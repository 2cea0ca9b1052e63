use std::marker::PhantomData;

use super::OpKind;
use crate::host::KernelInfo;
use crate::signature::{Binder, ComputeFn, Signature};
use crate::Result;

/// An operator whose compute function is a free function or closure.
///
/// Each kernel gets its own copy of the function, there is no other per kernel state.
pub(crate) struct FunctionOp<F, M> {
    compute_fn: F,
    _marker: PhantomData<fn() -> M>,
}
impl<F, M> FunctionOp<F, M> {
    pub(crate) fn new(compute_fn: F) -> Self {
        Self {
            compute_fn,
            _marker: PhantomData,
        }
    }
}
impl<F, M> OpKind for FunctionOp<F, M>
where
    F: ComputeFn<M> + Clone,
    M: 'static,
{
    type State = F;

    fn declare(signature: &mut Signature) {
        F::declare(signature);
    }

    fn create_state(&self, _info: &KernelInfo<'_>) -> Result<F> {
        Ok(self.compute_fn.clone())
    }

    fn compute(state: &F, binder: &mut Binder<'_>) -> Result<()> {
        state.invoke(binder)
    }
}
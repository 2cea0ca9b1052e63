use std::marker::PhantomData;

use super::OpKind;
use crate::host::KernelInfo;
use crate::signature::{Binder, ComputeMethod, Signature};
use crate::Result;

/// A custom operator with per kernel state.
///
/// One instance is constructed for every kernel the host creates, and all the invocations of that kernel call the
/// compute method on it, possibly from several threads. The compute method is registered separately, see
/// [`create_lite_custom_struct_op`](crate::create_lite_custom_struct_op), and its parameter list defines the
/// operator signature like the one of a compute function.
///
/// ```rust,ignore
/// struct Merge {
///     reverse: bool,
/// }
/// impl CustomOp for Merge {
///     fn new(_info: &KernelInfo<'_>) -> Result<Self> {
///         Ok(Self { reverse: false })
///     }
/// }
/// impl Merge {
///     fn compute(&self, strs: &StrTensor, sep: &str, out: Option<&mut StringTensor>) -> Result<()> {
///         ...
///     }
/// }
///
/// let op = create_lite_custom_struct_op(host, "Merge", CPU_EXECUTION_PROVIDER, Merge::compute)?;
/// ```
pub trait CustomOp: Sized + Send + Sync + 'static {
    /// Build the state of a new kernel.
    ///
    /// An error fails the kernel creation and is reported to the host.
    fn new(info: &KernelInfo<'_>) -> Result<Self>;
}

/// The compute method of `T` alongside the `T` instance of one kernel.
pub(crate) struct StructState<T, F> {
    op: T,
    compute: F,
}

pub(crate) struct StructOp<T, F, M> {
    compute: F,
    _marker: PhantomData<fn() -> (T, M)>,
}
impl<T, F, M> StructOp<T, F, M> {
    pub(crate) fn new(compute: F) -> Self {
        Self {
            compute,
            _marker: PhantomData,
        }
    }
}
impl<T, F, M> OpKind for StructOp<T, F, M>
where
    T: CustomOp,
    F: ComputeMethod<T, M> + Clone,
    M: 'static,
{
    type State = StructState<T, F>;

    fn declare(signature: &mut Signature) {
        F::declare(signature);
    }

    fn create_state(&self, info: &KernelInfo<'_>) -> Result<StructState<T, F>> {
        Ok(StructState {
            op: T::new(info)?,
            compute: self.compute.clone(),
        })
    }

    fn compute(state: &StructState<T, F>, binder: &mut Binder<'_>) -> Result<()> {
        state.compute.invoke(&state.op, binder)
    }
}
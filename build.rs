fn main() {
    let rustv = rustc_version();
    let check_cfg = rustv.map(|v| v >= 80).unwrap_or(false);

    println!("cargo::rerun-if-env-changed=ORT_LITE_OP_DENY_WARNINGS");
    let deny_warnings = std::env::var("ORT_LITE_OP_DENY_WARNINGS").as_deref() == Ok("1");
    if check_cfg {
        println!("cargo:rustc-check-cfg=cfg(deny_warnings)");
        println!("cargo:rustc-check-cfg=cfg(docsrs)");
    }
    if deny_warnings {
        println!("cargo:rustc-cfg=deny_warnings");
    }
}

fn rustc_version() -> Option<u32> {
    // Code copied from cxx crate

    let rustc = std::env::var_os("RUSTC")?;
    let output = std::process::Command::new(rustc)
        .arg("--version")
        .output()
        .ok()?;
    let version = String::from_utf8(output.stdout).ok()?;
    let mut pieces = version.split('.');
    if pieces.next() != Some("rustc 1") {
        return None;
    }
    let minor = pieces.next()?.parse().ok()?;
    Some(minor)
}
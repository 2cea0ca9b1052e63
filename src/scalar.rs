//! Custom scalar types that can be used in tensors.
//!
//! Half precision floating point types are provided by the `half` feature if enabled, otherwise a simple wrappers
//! around `u16` are provided without any arithmetic operations.

cfg_if::cfg_if! { if #[cfg(feature = "half")] {
    pub use half::f16;
    pub use half::bf16;
} else {
    /// A 16-bit floating point type implementing the IEEE 754-2008 standard [`binary16`] a.k.a "half"
    /// format.
    ///
    /// Doesn't provide any arithmetic operations, but can be converted to/from `u16`.
    /// Enable the `half` feature to get a fully functional `f16` type.
    #[allow(non_camel_case_types)]
    #[derive(Copy, Clone, Debug, Default, PartialEq, Eq)]
    #[repr(transparent)]
    pub struct f16(u16);
    impl f16 {
        /// Creates a new `f16` from its raw bit representation.
        pub const fn from_bits(bits: u16) -> Self {
            Self(bits)
        }
        /// Get the raw bit representation of the `f16`.
        pub const fn to_bits(self) -> u16 {
            self.0
        }
    }

    /// A 16-bit floating point type implementing the [`bfloat16`] format.
    ///
    /// Doesn't provide any arithmetic operations, but can be converted to/from `u16`.
    /// Enable the `half` feature to get a fully functional `bf16` type.
    #[allow(non_camel_case_types)]
    #[derive(Copy, Clone, Debug, Default, PartialEq, Eq)]
    #[repr(transparent)]
    pub struct bf16(u16);
    impl bf16 {
        /// Creates a new `bf16` from its raw bit representation.
        pub const fn from_bits(bits: u16) -> Self {
            Self(bits)
        }
        /// Get the raw bit representation of the `bf16`.
        pub const fn to_bits(self) -> u16 {
            self.0
        }
    }
} }
use std::fmt::{Debug, Formatter, Result};

use super::{Element, StrTensor, StringTensor, Tensor};

impl<T: Element + Debug> Debug for Tensor<T> {
    fn fmt(&self, f: &mut Formatter) -> Result {
        f.debug_struct("Tensor")
            .field("index", &self.index())
            .field("is_input", &self.is_input())
            .field("shape", &self.shape().ok())
            .field("data", &self.data())
            .finish()
    }
}

impl Debug for StringTensor {
    fn fmt(&self, f: &mut Formatter) -> Result {
        f.debug_struct("StringTensor")
            .field("index", &self.index())
            .field("is_input", &self.is_input())
            .field("shape", &self.shape().ok())
            .field("data", &self.data())
            .finish()
    }
}

impl Debug for StrTensor {
    fn fmt(&self, f: &mut Formatter) -> Result {
        f.debug_struct("StrTensor")
            .field("index", &self.index())
            .field("shape", &self.shape())
            .field("data", &self.data())
            .finish()
    }
}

────────

- Work to complete
Please transcribe each entry exactly, keeping every word as it is.

- Reply to the exercise
repository 2cea0ca9b1052e63
use std::marker::PhantomData;

use super::OpKind;
use crate::host::KernelInfo;
use crate::signature::{Binder, ComputeFn, Signature};
use crate::Result;

/// An operator whose compute function is a free function or closure.
///
/// Each kernel gets its own copy of the function, there is no other per kernel state.
pub(crate) struct FunctionOp<F, M> {
    compute_fn: F,
    _marker: PhantomData<fn() -> M>,
}
impl<F, M> FunctionOp<F, M> {
    pub(crate) fn new(compute_fn: F) -> Self {
        Self {
            compute_fn,
            _marker: PhantomData,
        }
    }
}
impl<F, M> OpKind for FunctionOp<F, M>
where
    F: ComputeFn<M> + Clone,
    M: 'static,
{
    type State = F;

    fn declare(signature: &mut Signature) {
        F::declare(signature);
    }

    fn create_state(&self, _info: &KernelInfo<'_>) -> Result<F> {
        Ok(self.compute_fn.clone())
    }

    fn compute(state: &F, binder: &mut Binder<'_>) -> Result<()> {
        state.invoke(binder)
    }
}
repository 2cea0ca9b1052e63
use std::marker::PhantomData;

use super::OpKind;
use crate::host::KernelInfo;
use crate::signature::{Binder, ComputeMethod, Signature};
use crate::Result;

/// A custom operator with per kernel state.
///
/// One instance is constructed for every kernel the host creates, and all the invocations of that kernel call the
/// compute method on it, possibly from several threads. The compute method is registered separately, see
/// [`create_lite_custom_struct_op`](crate::create_lite_custom_struct_op), and its parameter list defines the
/// operator signature like the one of a compute function.
///
/// ```rust,ignore
/// struct Merge {
///     reverse: bool,
/// }
/// impl CustomOp for Merge {
///     fn new(_info: &KernelInfo<'_>) -> Result<Self> {
///         Ok(Self { reverse: false })
///     }
/// }
/// impl Merge {
///     fn compute(&self, strs: &StrTensor, sep: &str, out: Option<&mut StringTensor>) -> Result<()> {
///         ...
///     }
/// }
///
/// let op = create_lite_custom_struct_op(host, "Merge", CPU_EXECUTION_PROVIDER, Merge::compute)?;
/// ```
pub trait CustomOp: Sized + Send + Sync + 'static {
    /// Build the state of a new kernel.
    ///
    /// An error fails the kernel creation and is reported to the host.
    fn new(info: &KernelInfo<'_>) -> Result<Self>;
}

/// The compute method of `T` alongside the `T` instance of one kernel.
pub(crate) struct StructState<T, F> {
    op: T,
    compute: F,
}

pub(crate) struct StructOp<T, F, M> {
    compute: F,
    _marker: PhantomData<fn() -> (T, M)>,
}
impl<T, F, M> StructOp<T, F, M> {
    pub(crate) fn new(compute: F) -> Self {
        Self {
            compute,
            _marker: PhantomData,
        }
    }
}
impl<T, F, M> OpKind for StructOp<T, F, M>
where
    T: CustomOp,
    F: ComputeMethod<T, M> + Clone,
    M: 'static,
{
    type State = StructState<T, F>;

    fn declare(signature: &mut Signature) {
        F::declare(signature);
    }

    fn create_state(&self, info: &KernelInfo<'_>) -> Result<StructState<T, F>> {
        Ok(StructState {
            op: T::new(info)?,
            compute: self.compute.clone(),
        })
    }

    fn compute(state: &StructState<T, F>, binder: &mut Binder<'_>) -> Result<()> {
        state.compute.invoke(&state.op, binder)
    }
}
filename build.rs
fn main() {
    let rustv = rustc_version();
    let check_cfg = rustv.map(|v| v >= 80).unwrap_or(false);

    println!("cargo::rerun-if-env-changed=ORT_LITE_OP_DENY_WARNINGS");
    let deny_warnings = std::env::var("ORT_LITE_OP_DENY_WARNINGS").as_deref() == Ok("1");
    if check_cfg {
        println!("cargo:rustc-check-cfg=cfg(deny_warnings)");
        println!("cargo:rustc-check-cfg=cfg(docsrs)");
    }
    if deny_warnings {
        println!("cargo:rustc-cfg=deny_warnings");
    }
}

fn rustc_version() -> Option<u32> {
    // Code copied from cxx crate

    let rustc = std::env::var_os("RUSTC")?;
    let output = std::process::Command::new(rustc)
        .arg("--version")
        .output()
        .ok()?;
    let version = String::from_utf8(output.stdout).ok()?;
    let mut pieces = version.split('.');
    if pieces.next() != Some("rustc 1") {
        return None;
    }
    let minor = pieces.next()?.parse().ok()?;
    Some(minor)
}
repository 2cea0ca9b1052e63
filename src/scalar.rs
//! Custom scalar types that can be used in tensors.
//!
//! Half precision floating point types are provided by the `half` feature if enabled, otherwise a simple wrappers
//! around `u16` are provided without any arithmetic operations.

cfg_if::cfg_if! { if #[cfg(feature = "half")] {
    pub use half::f16;
    pub use half::bf16;
} else {
    /// A 16-bit floating point type implementing the IEEE 754-2008 standard [`binary16`] a.k.a "half"
    /// format.
    ///
    /// Doesn't provide any arithmetic operations, but can be converted to/from `u16`.
    /// Enable the `half` feature to get a fully functional `f16` type.
    #[allow(non_camel_case_types)]
    #[derive(Copy, Clone, Debug, Default, PartialEq, Eq)]
    #[repr(transparent)]
    pub struct f16(u16);
    impl f16 {
        /// Creates a new `f16` from its raw bit representation.
        pub const fn from_bits(bits: u16) -> Self {
            Self(bits)
        }
        /// Get the raw bit representation of the `f16`.
        pub const fn to_bits(self) -> u16 {
            self.0
        }
    }

    /// A 16-bit floating point type implementing the [`bfloat16`] format.
    ///
    /// Doesn't provide any arithmetic operations, but can be converted to/from `u16`.
    /// Enable the `half` feature to get a fully functional `bf16` type.
    #[allow(non_camel_case_types)]
    #[derive(Copy, Clone, Debug, Default, PartialEq, Eq)]
    #[repr(transparent)]
    pub struct bf16(u16);
    impl bf16 {
        /// Creates a new `bf16` from its raw bit representation.
        pub const fn from_bits(bits: u16) -> Self {
            Self(bits)
        }
        /// Get the raw bit representation of the `bf16`.
        pub const fn to_bits(self) -> u16 {
            self.0
        }
    }
} }
use std::fmt::{Debug, Formatter, Result};

use super::{Element, StrTensor, StringTensor, Tensor};

impl<T: Element + Debug> Debug for Tensor<T> {
    fn fmt(&self, f: &mut Formatter) -> Result {
        f.debug_struct("Tensor")
            .field("index", &self.index())
            .field("is_input", &self.is_input())
            .field("shape", &self.shape().ok())
            .field("data", &self.data())
            .finish()
    }
}

impl Debug for StringTensor {
    fn fmt(&self, f: &mut Formatter) -> Result {
        f.debug_struct("StringTensor")
            .field("index", &self.index())
            .field("is_input", &self.is_input())
            .field("shape", &self.shape().ok())
            .field("data", &self.data())
            .finish()
    }
}

impl Debug for StrTensor {
    fn fmt(&self, f: &mut Formatter) -> Result {
        f.debug_struct("StrTensor")
            .field("index", &self.index())
            .field("shape", &self.shape())
            .field("data", &self.data())
            .finish()
    }
}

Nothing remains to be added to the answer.